Armenian, Assyrian and Hellenic Genocide News

Service recalls Holocaust victims
by BBC - Saturday, 27 January, 2001
Posted: Wednesday, January 31, 2001 01:16 am CST


Fifty-six years after British troops helped liberate Nazi concentration camps, survivors, politicians and community leaders have gathered in London to remember the victims of genocide.

Britain's first Holocaust Memorial Day, coinciding with memorial days in Germany, Italy and Sweden, was marked at Westminster Hall in central London.

The ceremony, which was broadcast live on BBC Two and BBC Radio 4, was attended by Prime Minister Tony Blair, Chief Rabbi Jonathan Sacks and Prince Charles.

It began with the lighting of a commemorative flame by a six-year-old refugee from Kosovo, and the reciting of a poem by actress Emma Thompson.

Mr Blair told the ceremony that the Holocaust was the greatest act of collective evil the world had known.

"What made the Holocaust so frightening was its goal, its unimaginable scale and its wickedness in attempting to use false science to further human destruction," he said.

"It is to reaffirm the triumph of good over that evil that we remember it."

Genocide

Sir Bob Geldof paid tribute to the British "righteous" who saved Jewish lives, saying: "They became through their deeds our living conscience.

"If we all behaved as them, genocide would be a crime of the past and not the contemporary sickness we still bear witness to."

Actor Sir Ian McKellen spoke of the plight of the unknown number of homosexuals and other minorities killed in the camps.

Another actor, Sir Anthony Sher, spoke of other genocides in Cambodia, Rwanda and Bosnia.

The audience listened in silence as concentration camp survivors Roman Halter and Esther Brunstein gave a harrowing account of their experiences.

Mr Halter told of the moment when the slaughter began near his home, saying: "I heard shots... I saw my Jewish friends being used as target practice.

"One of the SS recruits was a boy from school - we had played together."

Mrs Brunstein said: "It was like a world gone mad."

As well as the Holocaust, there was also recognition of genocide in Cambodia, Rwanda and Bosnia-Hercegovina, but the Turkish massacre of thousands of Armenians in 1915 was not included.

The day of remembrance marks the anniversary of the liberation of the Auschwitz concentration camp on 27 January, 1945.

Survivors invited

The ceremony at Westminster City Hall featured a broadcast of Richard Dimbleby's famous BBC radio broadcast at the liberation of Belsen.

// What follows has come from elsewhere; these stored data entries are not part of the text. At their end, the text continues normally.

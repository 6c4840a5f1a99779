// Pngyu is a macOS GUI front end for pngquant. Its cask does not run on
// macOS 14 (Sonoma) and later, and there is no Linux or Windows build, so
// those hosts get the pngquant CLI instead.

use colored::Colorize;
use semver::Version;

use crate::installers::{Tool, apt_install, brew_install, dnf_install, install_package, require_manager};
use crate::libs::context::InstallContext;
use crate::libs::dispatch::PlatformInstaller;
use crate::libs::lifecycle::{InstallError, InstallOutcome, Steps};
use crate::libs::utilities::platform::parse_lenient_version;
use crate::log_info;
use crate::package_managers::{InstallOptions, PackageManager};
use crate::schemas::platform::PlatformKind;

pub struct Pngyu;

const NAME: &str = "pngyu";
const SUBSTITUTE: &str = "pngquant";
/// First macOS major version the Pngyu cask no longer supports.
const FIRST_UNSUPPORTED_MACOS_MAJOR: u64 = 14;

impl Tool for Pngyu {
    fn name(&self) -> &'static str {
        NAME
    }

    fn description(&self) -> &'static str {
        "PNG compressor (Pngyu app, or the pngquant CLI)"
    }

    fn installer_for(&self, kind: &PlatformKind) -> Option<PlatformInstaller> {
        match kind {
            PlatformKind::Macos => Some(install_macos),
            PlatformKind::Ubuntu | PlatformKind::Debian | PlatformKind::Wsl | PlatformKind::Raspbian => {
                Some(install_ubuntu)
            }
            PlatformKind::AmazonLinux | PlatformKind::Rhel | PlatformKind::Fedora => Some(install_amazon_linux),
            PlatformKind::Windows => Some(install_windows),
            PlatformKind::GitBash | PlatformKind::Unsupported(_) => None,
        }
    }

    fn is_present(&self, ctx: &InstallContext<'_>) -> bool {
        if matches!(ctx.platform.kind, PlatformKind::Macos) && cask_supported(ctx.platform.os_version.as_deref()) {
            ctx.brew().is_package_installed(NAME)
        } else {
            ctx.shell.command_exists(SUBSTITUTE)
        }
    }
}

/// The cask works below macOS 14. An unknown version is treated as current.
fn cask_supported(os_version: Option<&str>) -> bool {
    os_version
        .and_then(parse_lenient_version)
        .is_some_and(|v| v < Version::new(FIRST_UNSUPPORTED_MACOS_MAJOR, 0, 0))
}

pub fn install_macos(ctx: &InstallContext<'_>) -> Result<InstallOutcome, InstallError> {
    if cask_supported(ctx.platform.os_version.as_deref()) {
        return Steps::new(NAME).run(|| Pngyu.is_present(ctx), || brew_install(ctx, NAME, true));
    }
    log_info!(
        "Pngyu is not supported on macOS {}; installing {} instead.",
        ctx.platform.os_version.as_deref().unwrap_or("(unknown)"),
        SUBSTITUTE.bold()
    );
    Steps::new(SUBSTITUTE).run(|| Pngyu.is_present(ctx), || brew_install(ctx, SUBSTITUTE, false))
}

pub fn install_ubuntu(ctx: &InstallContext<'_>) -> Result<InstallOutcome, InstallError> {
    announce_substitute();
    Steps::new(SUBSTITUTE).run(|| Pngyu.is_present(ctx), || apt_install(ctx, SUBSTITUTE))
}

pub fn install_amazon_linux(ctx: &InstallContext<'_>) -> Result<InstallOutcome, InstallError> {
    announce_substitute();
    Steps::new(SUBSTITUTE).run(|| Pngyu.is_present(ctx), || dnf_install(ctx, SUBSTITUTE))
}

/// Only Chocolatey packages pngquant.
pub fn install_windows(ctx: &InstallContext<'_>) -> Result<InstallOutcome, InstallError> {
    announce_substitute();
    Steps::new(SUBSTITUTE).run(
        || Pngyu.is_present(ctx),
        || {
            let choco = ctx.choco();
            require_manager(&choco, "Run `dev install chocolatey` from an elevated shell first.")?;
            install_package(&choco, SUBSTITUTE, &InstallOptions::with_timeout(ctx.default_timeout()))
        },
    )
}

fn announce_substitute() {
    log_info!("Pngyu is macOS-only; installing the {} CLI instead.", SUBSTITUTE.bold());
}
//! # winget Adapter
//!
//! Wraps the Windows Package Manager. Packages are always addressed by their
//! exact identifier (`jqlang.jq`, `MikeFarah.yq`) so that similarly named
//! packages are never picked by accident.
//!
//! `winget list` and `winget search` print a fixed-width table whose column
//! offsets are taken from the header row:
//!
//! ```text
//! Name      Id            Version  Source
//! ----------------------------------------
//! jq        jqlang.jq     1.7.1    winget
//! ```

use colored::Colorize;

use crate::libs::shell::Shell;
use crate::package_managers::{InstallOptions, PackageManager, mutate, query_stdout};
use crate::schemas::command::{CommandSpec, InstallResult, PackageInfo};
use crate::log_debug;

const AGREEMENTS: [&str; 2] = ["--accept-package-agreements", "--accept-source-agreements"];

pub struct Winget<'a> {
    shell: &'a dyn Shell,
}

impl<'a> Winget<'a> {
    pub fn new(shell: &'a dyn Shell) -> Self {
        Winget { shell }
    }
}

impl PackageManager for Winget<'_> {
    fn name(&self) -> &str {
        "winget"
    }

    fn is_installed(&self) -> bool {
        self.shell.command_exists("winget")
    }

    fn install(&self, package: &str, options: &InstallOptions) -> InstallResult {
        let mut spec = CommandSpec::new("winget")
            .args(["install", "--id", package, "--exact", "--silent"])
            .args(AGREEMENTS);
        if let Some(version) = options.version.as_deref().filter(|v| !v.trim().is_empty()) {
            spec = spec.args(["--version", version]);
        }
        let spec = spec
            .args(options.extra_args.iter().cloned())
            .timeout(options.timeout);
        log_debug!("[Winget] Prepared command: {}", spec.to_string().cyan());
        mutate(self.shell, &spec)
    }

    fn uninstall(&self, package: &str) -> InstallResult {
        mutate(
            self.shell,
            &CommandSpec::new("winget").args(["uninstall", "--id", package, "--exact", "--silent"]),
        )
    }

    fn is_package_installed(&self, package: &str) -> bool {
        self.listed(package).is_some()
    }

    fn package_version(&self, package: &str) -> Option<String> {
        self.listed(package)?.version
    }

    fn upgrade(&self, package: Option<&str>) -> InstallResult {
        let spec = match package {
            Some(id) => CommandSpec::new("winget").args(["upgrade", "--id", id, "--exact", "--silent"]),
            None => CommandSpec::new("winget").args(["upgrade", "--all", "--silent"]),
        };
        mutate(self.shell, &spec.args(AGREEMENTS))
    }

    fn search(&self, query: &str) -> Vec<PackageInfo> {
        query_stdout(
            self.shell,
            &CommandSpec::new("winget").args(["search", query, "--accept-source-agreements"]),
        )
        .map(|out| parse_table(&out))
        .unwrap_or_default()
    }

    fn list_installed(&self) -> Vec<PackageInfo> {
        query_stdout(
            self.shell,
            &CommandSpec::new("winget").args(["list", "--accept-source-agreements"]),
        )
        .map(|out| parse_table(&out))
        .unwrap_or_default()
    }
}

impl Winget<'_> {
    fn listed(&self, id: &str) -> Option<PackageInfo> {
        let out = query_stdout(
            self.shell,
            &CommandSpec::new("winget").args([
                "list",
                "--id",
                id,
                "--exact",
                "--accept-source-agreements",
            ]),
        )?;
        parse_table(&out)
            .into_iter()
            .find(|p| p.name.eq_ignore_ascii_case(id))
    }
}

/// Parses a winget table into `PackageInfo { name: <Id>, version, description: <Name> }`.
fn parse_table(output: &str) -> Vec<PackageInfo> {
    // Progress spinners are drawn with carriage returns; keep the final frame.
    let lines: Vec<&str> = output
        .lines()
        .map(|line| line.rsplit('\r').next().unwrap_or(line))
        .collect();

    let Some(header_at) = lines
        .iter()
        .position(|l| l.contains("Id") && l.contains("Version"))
    else {
        return Vec::new();
    };
    let header: Vec<char> = lines[header_at].chars().collect();
    let find = |word: &str| column_of(&header, word);
    let (Some(id_col), Some(version_col)) = (find("Id"), find("Version")) else {
        return Vec::new();
    };
    let name_col = find("Name").unwrap_or(0);
    let version_end = ["Available", "Match", "Source"]
        .iter()
        .filter_map(|w| find(w))
        .filter(|&c| c > version_col)
        .min();

    lines[header_at + 1..]
        .iter()
        .filter(|l| !l.trim().is_empty() && !l.trim_start().starts_with('-'))
        .filter_map(|row| {
            let row: Vec<char> = row.chars().collect();
            let id = slice(&row, id_col, Some(version_col));
            if id.is_empty() {
                return None;
            }
            let version = slice(&row, version_col, version_end);
            let name = slice(&row, name_col, Some(id_col));
            Some(
                PackageInfo::named(&id)
                    .with_version(Some(&version))
                    .with_description(Some(&name)),
            )
        })
        .collect()
}

// Character offset of a header word that starts a column.
fn column_of(header: &[char], word: &str) -> Option<usize> {
    let target: Vec<char> = word.chars().collect();
    (0..header.len()).find(|&i| {
        header[i..].starts_with(&target)
            && (i == 0 || header[i - 1].is_whitespace())
            && header
                .get(i + target.len())
                .is_none_or(|c| c.is_whitespace())
    })
}

fn slice(row: &[char], start: usize, end: Option<usize>) -> String {
    if start >= row.len() {
        return String::new();
    }
    let end = end.unwrap_or(row.len()).min(row.len());
    row[start..end.max(start)].iter().collect::<String>().trim().to_string()
}
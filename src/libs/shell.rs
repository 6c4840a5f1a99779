//! # Shell Executor
//!
//! Every external program `dev` touches (package managers, `tar`, `go`,
//! `sudo`, ...) is run through the [`Shell`] trait. The system implementation
//! captures stdout/stderr and enforces an optional per-command deadline; tests
//! substitute a scripted fake.
//!
//! A non-zero exit status is *not* an error here: callers inspect the
//! [`CommandResult`]. The only errors are failing to start the process and
//! the OS failing to report on one that did start.

use std::io::{self, Read};
use std::path::PathBuf;
use std::process::{Child, Command, ExitStatus, Stdio};
use std::sync::{Arc, Mutex};
use std::thread::{self, JoinHandle};
use std::time::{Duration, Instant};

use colored::Colorize;
use thiserror::Error;

use crate::log_debug;
use crate::schemas::command::{CommandResult, CommandSpec};

const POLL_INTERVAL: Duration = Duration::from_millis(100);
const DRAIN_GRACE: Duration = Duration::from_millis(500);

#[derive(Debug, Error)]
pub enum ShellError {
    #[error("failed to start `{command}`: {source}")]
    Spawn {
        command: String,
        #[source]
        source: io::Error,
    },
    #[error("failed while waiting for `{command}`: {source}")]
    Wait {
        command: String,
        #[source]
        source: io::Error,
    },
}

/// Runs commands and resolves programs on PATH.
pub trait Shell {
    fn run(&self, spec: &CommandSpec) -> Result<CommandResult, ShellError>;

    /// Full path of `program` if it resolves on PATH.
    fn which(&self, program: &str) -> Option<PathBuf>;

    fn command_exists(&self, program: &str) -> bool {
        self.which(program).is_some()
    }
}

/// The real thing: `std::process::Command` plus the `which` crate.
#[derive(Debug, Default)]
pub struct SystemShell;

impl Shell for SystemShell {
    fn run(&self, spec: &CommandSpec) -> Result<CommandResult, ShellError> {
        log_debug!("[Shell] Executing: {}", spec.to_string().cyan());

        let mut child = Command::new(&spec.program)
            .args(&spec.args)
            .stdin(Stdio::null())
            .stdout(Stdio::piped())
            .stderr(Stdio::piped())
            .spawn()
            .map_err(|source| ShellError::Spawn {
                command: spec.to_string(),
                source,
            })?;

        let stdout = child.stdout.take().map(drain);
        let stderr = child.stderr.take().map(drain);

        let status = match spec.timeout {
            Some(limit) => wait_with_deadline(&mut child, limit),
            None => child.wait().map(Some),
        }
        .map_err(|source| ShellError::Wait {
            command: spec.to_string(),
            source,
        })?;

        let Some(status) = status else {
            let limit = spec.timeout.unwrap_or_default();
            log_debug!("[Shell] `{}` killed after {}s", spec, limit.as_secs());
            settle(&[&stdout, &stderr]);
            let note = format!("timed out after {}s", limit.as_secs());
            let stderr = collect(stderr);
            return Ok(CommandResult {
                exit_code: -1,
                stdout: collect(stdout),
                stderr: if stderr.trim().is_empty() {
                    note
                } else {
                    format!("{}\n{note}", stderr.trim_end())
                },
                timed_out: true,
            });
        };

        let result = CommandResult {
            exit_code: status.code().unwrap_or(-1),
            stdout: finish(stdout),
            stderr: finish(stderr),
            timed_out: false,
        };
        log_debug!("[Shell] `{}` exited with {}", spec, result.exit_code);
        Ok(result)
    }

    fn which(&self, program: &str) -> Option<PathBuf> {
        which::which(program).ok()
    }
}

// Polls the child until it exits or the deadline passes. `None` means the
// child was killed.
fn wait_with_deadline(child: &mut Child, limit: Duration) -> io::Result<Option<ExitStatus>> {
    let deadline = Instant::now() + limit;
    loop {
        if let Some(status) = child.try_wait()? {
            return Ok(Some(status));
        }
        if Instant::now() >= deadline {
            let _ = child.kill();
            let _ = child.wait();
            return Ok(None);
        }
        thread::sleep(POLL_INTERVAL);
    }
}

/// Output of one pipe, filled in by a reader thread as it arrives.
struct Capture {
    buffer: Arc<Mutex<Vec<u8>>>,
    reader: JoinHandle<()>,
}

impl Capture {
    fn text(&self) -> String {
        Self::text_of(&self.buffer)
    }

    fn text_of(buffer: &Mutex<Vec<u8>>) -> String {
        let bytes = match buffer.lock() {
            Ok(guard) => guard.clone(),
            Err(poisoned) => poisoned.into_inner().clone(),
        };
        String::from_utf8_lossy(&bytes).into_owned()
    }
}

fn drain<R: Read + Send + 'static>(mut reader: R) -> Capture {
    let buffer = Arc::new(Mutex::new(Vec::new()));
    let sink = Arc::clone(&buffer);
    let reader = thread::spawn(move || {
        let mut chunk = [0u8; 8192];
        loop {
            match reader.read(&mut chunk) {
                Ok(0) | Err(_) => break,
                Ok(n) => match sink.lock() {
                    Ok(mut buf) => buf.extend_from_slice(&chunk[..n]),
                    Err(_) => break,
                },
            }
        }
    });
    Capture { buffer, reader }
}

// Waits for the reader to hit EOF, then returns everything it read.
fn finish(capture: Option<Capture>) -> String {
    capture
        .map(|Capture { buffer, reader }| {
            let _ = reader.join();
            Capture::text_of(&buffer)
        })
        .unwrap_or_default()
}

// Whatever has been read so far. A reader still blocked on a pipe held open
// by a grandchild (e.g. apt under sudo) is left to exit on its own.
fn collect(capture: Option<Capture>) -> String {
    match capture {
        Some(c) if c.reader.is_finished() => finish(Some(c)),
        Some(c) => c.text(),
        None => String::new(),
    }
}

// Gives the readers a moment to pick up output written just before the kill.
fn settle(captures: &[&Option<Capture>]) {
    let deadline = Instant::now() + DRAIN_GRACE;
    while Instant::now() < deadline
        && captures
            .iter()
            .any(|c| c.as_ref().is_some_and(|c| !c.reader.is_finished()))
    {
        thread::sleep(POLL_INTERVAL / 4);
    }
}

He described seeing thousands of naked bodies and the smell of rotting flesh as he entered.

The starved prisoners of war had slit open the bodies of their dead compatriots to eat their kidneys and livers, such was the extent of the starvation, he said.

Prince Charles attended the ceremony to light a candle in remembrance.

Home Secretary Jack Straw, Conservative Party leader William Hague, Liberal Democrat leader Charles Kennedy and the leaders of all Britain's main churches were among the congregation.

Some 200 survivors of Nazi concentration camps and survivors of the century's other atrocities also attended.

>From the Armenian community in Britain, its church's spiritual leader here, the Right Reverend Nathan Hoviharnissian, was present.

There have been protests about the remembrance day from some Armenians, who feel their suffering is still being ignored.

The Armenians were the victims of what they say was genocide by the Ottoman Empire between 1915 and 1917.

They estimate the Turks wiped out between 1.1 million and 1.8 million out of a population of 2.8 million, but the issue is hugely sensitive and the facts remain in dispute.

Scottish First Minister Henry MacLeish and the Secretary of State for Scotland, Helen Liddell, attended a simultaneous event at Edinburgh's Usher Hall.

Countrywide events

Other events were organised all over the country for what will become an annual event.

In Leeds a ceremony of remembrance and a one-minute silence will be held in Victoria Gardens on Sunday, followed by a candle-lit procession to the Civic Hall.

A free exhibition commemorating innocent victims murdered in the last 100 years opened at Carmarthenshire County Museum, south Wales, with children across Torfaen planting commemorative snowdrops.

Residents of Cardiff came together at a special National Memorial Service at Cardiff City Hall on Friday night with a multi-faith service at the Temple of Peace on Sunday.